On March 28, 2000, Robert Brownrigg and his wife Melanie, were working late in the Mallick Tower on Summit Avenue when the skies began to darken.
There had been concerns about severe weather and a tornado watch had been issued several hours earlier at 2:53 p.m.
At 6:10 p.m., a tornado warning was issued and, a minute later, the sirens sounded. At 6:22 p.m., a tornado was spotted near the Montgomery Ward building along West Seventh Street. It was headed toward downtown.
“I looked out the window, the rain was going sideways,” Robert Brownrigg said. “You could tell this was going to be an ugly storm.”
In the office next door, Mark Sullivan was also working late. He had talked with his wife on the phone about a possible tornado.
“I didn’t see any tornado,” Sullivan said. “But I saw leaves, twigs and branches going straight from right to left. About this time, Robert said ‘We’re in the debris field.’”
Sullivan and the Brownriggs raced inside the concrete stairwell just as the tornado hit. Over the next minute or so, they made their way down from the 10th floor guided only by flashlight as doors swung out from the floors below.
“I’m going around the corner thinking we’re going to be sucked out,” Sullivan said.
Just as abruptly as it arrived, the F2 tornado departed. They opened the door, and looked out at the devastation on the seventh floor.
“The glass was gone, the walls were gone, the windows were gone,” Sullivan said. “It looked like Beirut after the bombings.”
The Brownriggs and Sullivan had been caught in what would become known as the Fort Worth tornado. The same storm would also produce an F3 tornado in Arlington.
The tornado killed two people in Fort Worth and caused $400 million in damage, making it the 21st costliest storm in Texas, according to the Insurance Council of Texas.
The tornado crushed homes in the Linwood neighborhood and pummeled a warehouse behind the Montgomery Ward building.
Then it moved east, hitting smaller structures such as the Sweet Shop before jumping the Clear Fork of the Trinity River and slamming into the Cash America Building, Calvary Cathedral, Mallick Tower and the Bank One building as it lifted off the ground. Numerous other buildings along West Seventh and downtown also sustained damage.
“I think by the next morning we pretty much understood the scale of the damage that had occurred,” said former Fort Worth Mayor Kenneth Barr.

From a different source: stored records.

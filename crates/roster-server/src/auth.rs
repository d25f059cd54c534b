//! Authentication: a login session for browsers, HTTP Basic for scripts.
//!
//! There is one administrative account, configured as a username and an
//! argon2 PHC hash. A request is authenticated if its session carries that
//! username or if it presents matching Basic credentials.

use argon2::{Argon2, PasswordHash, PasswordVerifier};
use axum::{
  extract::FromRequestParts,
  http::{HeaderMap, header, request::Parts},
};
use base64::{Engine as _, engine::general_purpose::STANDARD as B64};
use roster_core::store::RecordStore;
use tower_sessions::Session;

use crate::{AppState, error::Error};

/// Session key holding the logged-in username.
pub const SESSION_USER_KEY: &str = "user";

/// Credentials accepted as valid for this server instance.
#[derive(Clone)]
pub struct AuthConfig {
  pub username:      String,
  /// PHC string produced by argon2, e.g. `$argon2id$v=19$…`
  pub password_hash: String,
}

/// Zero-size marker: present in the handler means the request was authenticated.
pub struct Authenticated;

/// Check a username/password pair against the configured account.
pub fn verify_password(config: &AuthConfig, username: &str, password: &str) -> Result<(), Error> {
  if username != config.username {
    return Err(Error::Unauthorized);
  }

  let parsed_hash = PasswordHash::new(&config.password_hash).map_err(|_| Error::Unauthorized)?;

  Argon2::default()
    .verify_password(password.as_bytes(), &parsed_hash)
    .map_err(|_| Error::Unauthorized)
}

/// Username and password from an `Authorization: Basic …` header.
fn basic_credentials(headers: &HeaderMap) -> Option<(String, String)> {
  let value = headers.get(header::AUTHORIZATION)?.to_str().ok()?;
  let decoded = B64.decode(value.strip_prefix("Basic ")?).ok()?;
  let creds = String::from_utf8(decoded).ok()?;
  let (user, pass) = creds.split_once(':')?;
  Some((user.to_owned(), pass.to_owned()))
}

/// Verify HTTP Basic credentials from headers.
pub fn verify_auth(headers: &HeaderMap, config: &AuthConfig) -> Result<(), Error> {
  let (username, password) = basic_credentials(headers).ok_or(Error::Unauthorized)?;
  verify_password(config, &username, &password)
}

/// Whether `session` belongs to the configured account.
pub async fn session_user_matches(session: &Session, config: &AuthConfig) -> Result<bool, Error> {
  let user: Option<String> = session.get(SESSION_USER_KEY).await?;
  Ok(user.is_some_and(|u| u == config.username))
}

impl<S> FromRequestParts<AppState<S>> for Authenticated
where
  S: RecordStore + 'static,
{
  type Rejection = Error;

  async fn from_request_parts(
    parts: &mut Parts,
    state: &AppState<S>,
  ) -> Result<Self, Self::Rejection> {
    if let Some(session) = parts.extensions.get::<Session>()
      && session_user_matches(session, &state.auth).await?
    {
      return Ok(Authenticated);
    }

    if verify_auth(&parts.headers, &state.auth).is_ok() {
      return Ok(Authenticated);
    }

    let path = parts.uri.path();
    if path == "/api" || path.starts_with("/api/") {
      Err(Error::Unauthorized)
    } else {
      let next = parts
        .uri
        .path_and_query()
        .map_or_else(|| path.to_owned(), |pq| pq.as_str().to_owned());
      Err(Error::LoginRequired { next })
    }
  }
}
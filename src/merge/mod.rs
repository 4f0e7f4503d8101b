//! Merging two experiments into one continuous time series.
//!
//! [`ExperimentMerger`] orders the two datasets, then runs the fatal
//! identity, frequency and overlap checks, and only then raises ensemble and
//! gap diagnostics before concatenating. Ordering is a separate
//! [`TimeOrdering`] policy so it can be tested and replaced on its own.

mod merger;
mod ordering;

pub use merger::{merge, ExperimentMerger};
pub use ordering::{MeanTimeOrdering, TimeOrdering};
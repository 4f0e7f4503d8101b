//! Sparse transfer matrix between two lon/lat grids.

use super::area::{axis_overlaps, lat_overlap, lon_overlap, unit_cell_area};
use crate::config::RegridConfig;
use crate::data::Grid;
use crate::error::{ClimopsError, Result};
use ndarray::{Array2, ArrayView2};

/// One non-zero entry of a destination row.
#[derive(Debug, Clone, Copy, PartialEq)]
pub struct ProjectionEntry {
    /// Flat source cell index (`lon_index * n_lat + lat_index`).
    pub src: usize,
    /// Remap weight applied to the source value.
    pub weight: f64,
    /// Fraction of the source cell that lies inside the destination cell.
    pub fraction: f64,
}

/// Remap weights from every destination cell to the source cells it overlaps.
///
/// Row `d` lists `(s, w)` pairs with
/// `w = overlap(d, s) / area_geom(s) · src_area(s) / dst_area(d)`, so that
/// `Σ_d dst_area(d) · new(d) = Σ_s src_area(s) · val(s)` whenever the
/// destination grid covers the source grid. Zero overlaps are not stored and
/// destination cells outside the source grid have empty rows.
///
/// The matrix depends only on the two grids and their areas, so one instance
/// can be applied to any number of variables on the same grid pair.
#[derive(Debug, Clone, PartialEq)]
pub struct ProjectionMatrix {
    src_shape: (usize, usize),
    dst_shape: (usize, usize),
    rows: Vec<Vec<ProjectionEntry>>,
}

impl ProjectionMatrix {
    /// Build the matrix for `src -> dst` using default tolerances.
    pub fn build(
        src: &Grid,
        src_area: &Array2<f64>,
        dst: &Grid,
        dst_area: &Array2<f64>,
    ) -> Result<Self> {
        Self::build_with_config(src, src_area, dst, dst_area, &RegridConfig::default())
    }

    /// Build the matrix for `src -> dst`.
    ///
    /// Fails with `InvalidGrid` for grids without usable cell boundaries,
    /// `Precondition` for area arrays of the wrong shape or with negative or
    /// non-finite entries, and `NoOverlap` when no cell pair intersects.
    pub fn build_with_config(
        src: &Grid,
        src_area: &Array2<f64>,
        dst: &Grid,
        dst_area: &Array2<f64>,
        config: &RegridConfig,
    ) -> Result<Self> {
        let tol = config.coordinate_tolerance;
        let src_axes = src.axes(tol)?;
        let dst_axes = dst.axes(tol)?;
        check_area("source", src_area, src.shape())?;
        check_area("destination", dst_area, dst.shape())?;

        let lon_pairs = axis_overlaps(&dst_axes.lon, &src_axes.lon, lon_overlap, tol);
        let lat_pairs = axis_overlaps(
            &dst_axes.lat,
            &src_axes.lat,
            |d, s| lat_overlap(d, s, tol),
            0.0,
        );

        let (src_nlon, src_nlat) = src.shape();
        let (dst_nlon, dst_nlat) = dst.shape();
        let mut rows = Vec::with_capacity(dst_nlon * dst_nlat);
        for i in 0..dst_nlon {
            for j in 0..dst_nlat {
                let mut row = Vec::new();
                let target_area = dst_area[[i, j]];
                if target_area > 0.0 {
                    for &(k, dlon) in &lon_pairs[i] {
                        for &(l, band) in &lat_pairs[j] {
                            let geom = unit_cell_area(src_axes.lon.cells[k], src_axes.lat.cells[l]);
                            if geom <= 0.0 {
                                continue;
                            }
                            let fraction = dlon.to_radians() * band / geom;
                            let weight = fraction * src_area[[k, l]] / target_area;
                            if weight > 0.0 {
                                row.push(ProjectionEntry {
                                    src: k * src_nlat + l,
                                    weight,
                                    fraction,
                                });
                            }
                        }
                    }
                }
                rows.push(row);
            }
        }

        let matrix = Self {
            src_shape: (src_nlon, src_nlat),
            dst_shape: (dst_nlon, dst_nlat),
            rows,
        };
        if matrix.nnz() == 0 {
            return Err(ClimopsError::no_overlap(format!(
                "no {}x{} destination cell intersects the {}x{} source grid",
                dst_nlon, dst_nlat, src_nlon, src_nlat
            )));
        }
        tracing::debug!(
            "projection {:?} -> {:?}: {} non-zero weights",
            matrix.src_shape,
            matrix.dst_shape,
            matrix.nnz()
        );
        Ok(matrix)
    }

    /// Source grid shape `(n_lon, n_lat)`.
    pub fn src_shape(&self) -> (usize, usize) {
        self.src_shape
    }

    /// Destination grid shape `(n_lon, n_lat)`.
    pub fn dst_shape(&self) -> (usize, usize) {
        self.dst_shape
    }

    /// Number of source cells.
    pub fn n_src(&self) -> usize {
        self.src_shape.0 * self.src_shape.1
    }

    /// Number of destination cells.
    pub fn n_dst(&self) -> usize {
        self.rows.len()
    }

    /// Number of stored weights.
    pub fn nnz(&self) -> usize {
        self.rows.iter().map(Vec::len).sum()
    }

    /// Entries of flat destination cell `d` (`lon_index * n_lat + lat_index`).
    pub fn row(&self, d: usize) -> &[ProjectionEntry] {
        self.rows.get(d).map(Vec::as_slice).unwrap_or_default()
    }

    /// Share of every source cell that ends up somewhere on the destination
    /// grid; 1 for source cells the destination grid fully covers.
    pub fn source_coverage(&self) -> Array2<f64> {
        let mut coverage = Array2::zeros(self.src_shape);
        let nlat = self.src_shape.1;
        for entry in self.rows.iter().flatten() {
            coverage[[entry.src / nlat, entry.src % nlat]] += entry.fraction;
        }
        coverage
    }

    /// Remap one 2-D source slice onto the destination grid.
    ///
    /// A destination cell is NaN when no source cell contributes to it or
    /// when any contributing source value is NaN.
    pub fn apply(&self, src: ArrayView2<'_, f64>) -> Result<Array2<f64>> {
        if src.dim() != self.src_shape {
            return Err(ClimopsError::precondition(format!(
                "slice shape {:?} does not match projection source {:?}",
                src.dim(),
                self.src_shape
            )));
        }
        let nlat = self.src_shape.1;
        let dst_nlat = self.dst_shape.1;
        Ok(Array2::from_shape_fn(self.dst_shape, |(i, j)| {
            let row = &self.rows[i * dst_nlat + j];
            if row.is_empty() {
                return f64::NAN;
            }
            row.iter()
                .map(|e| e.weight * src[[e.src / nlat, e.src % nlat]])
                .sum()
        }))
    }
}

fn check_area(which: &str, area: &Array2<f64>, shape: (usize, usize)) -> Result<()> {
    if area.dim() != shape {
        return Err(ClimopsError::precondition(format!(
            "{} area shape {:?} does not match grid shape {:?}",
            which,
            area.dim(),
            shape
        )));
    }
    if area.iter().any(|a| !a.is_finite() || *a < 0.0) {
        return Err(ClimopsError::precondition(format!(
            "{} area contains negative or non-finite values",
            which
        )));
    }
    Ok(())
}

Initially 20 to 25 blocks of downtown were closed as concerns about falling glass from downtown skyscrapers continued.
But the storm also provided an opportunity.
It may not have caused the redevelopment along the West Seventh corridor but it certainly added momentum to the effort.
“I think it gave us an opportunity we probably wouldn’t have had,” said Fort Worth architect and urban planner Phillip Poole, who heads TownSite, a real estate development firm that has done projects on the west side and Near Southside of Fort Worth.
And the area has soared in value.
The assessed the value of the storm-damaged areas of downtown and the Cultural District have increased 359 percent from 2000 to 2018, from $1.63 billion to $7.48 billion, according to the Tarrant Appraisal District.
“Nobody wants to experience a tornado but the destruction of that tornado forced people to think differently about redevelopment,” said assistant cty manager Fernando Costa.
The Bank One building downtown was the biggest symbol of the tornado, as it sat empty for several years covered in plywood.
“The fire department was concerned that it was a significant fire hazard,” Barr said. “Getting the building either torn down or back into a productive use was critical.”
Fort Worth billionaire Ed Bass, through Block 82 partners, bought the building in March 2001 and intended to tear it down until demolition and asbestos removal costs became too expensive, according to Star-Telegram archives.
“It was a big eyesore and a very prominent feature in the downtown skyline and yet it was not practical to demolish it,” Costa said. “Fortunately, a solution emerged to save the building by reconfiguring it.”
“Before The Tower, experts tended to be skeptical about whether anyone would want to buy a condominium in downtown Fort Worth,” Costa said. “When The Tower opened, lines stretched around the block.”
Though it wasn’t hit by the tornado, plans to tear down the old Ripley-Arnold public housing project and build a new Radio Shack corporate campus — now Tarrant County College’s Trinity River campus — also helped persuade investors that downtown was ripe for residential housing, Barr said.
The Calvary Cathedral site would become home to the Pier 1 Imports Building. The Cash America building and Mallick Tower would be renovated.
The Linwood neighborhood would slowly transform into town homes and apartments but a few of the simple wood-frame homes remain.
And the developments along West Seventh would keep coming.
“I think overall it’s a good thing,” said Fort Worth architect John Roberts, who runs the fortwortharchitecture.com website.
Roberts was unwittingly caught in the tornado while attending a meeting at the Sanger Building, where he was forced to take cover as the windows blew out of what was then the Modern at Sundance Square.
“I think it probably would have happened without the tornado but maybe not as rapidly as it did,” Roberts said, referring to the development. “There are parts of it I like and parts that I don’t but that’s always the case.”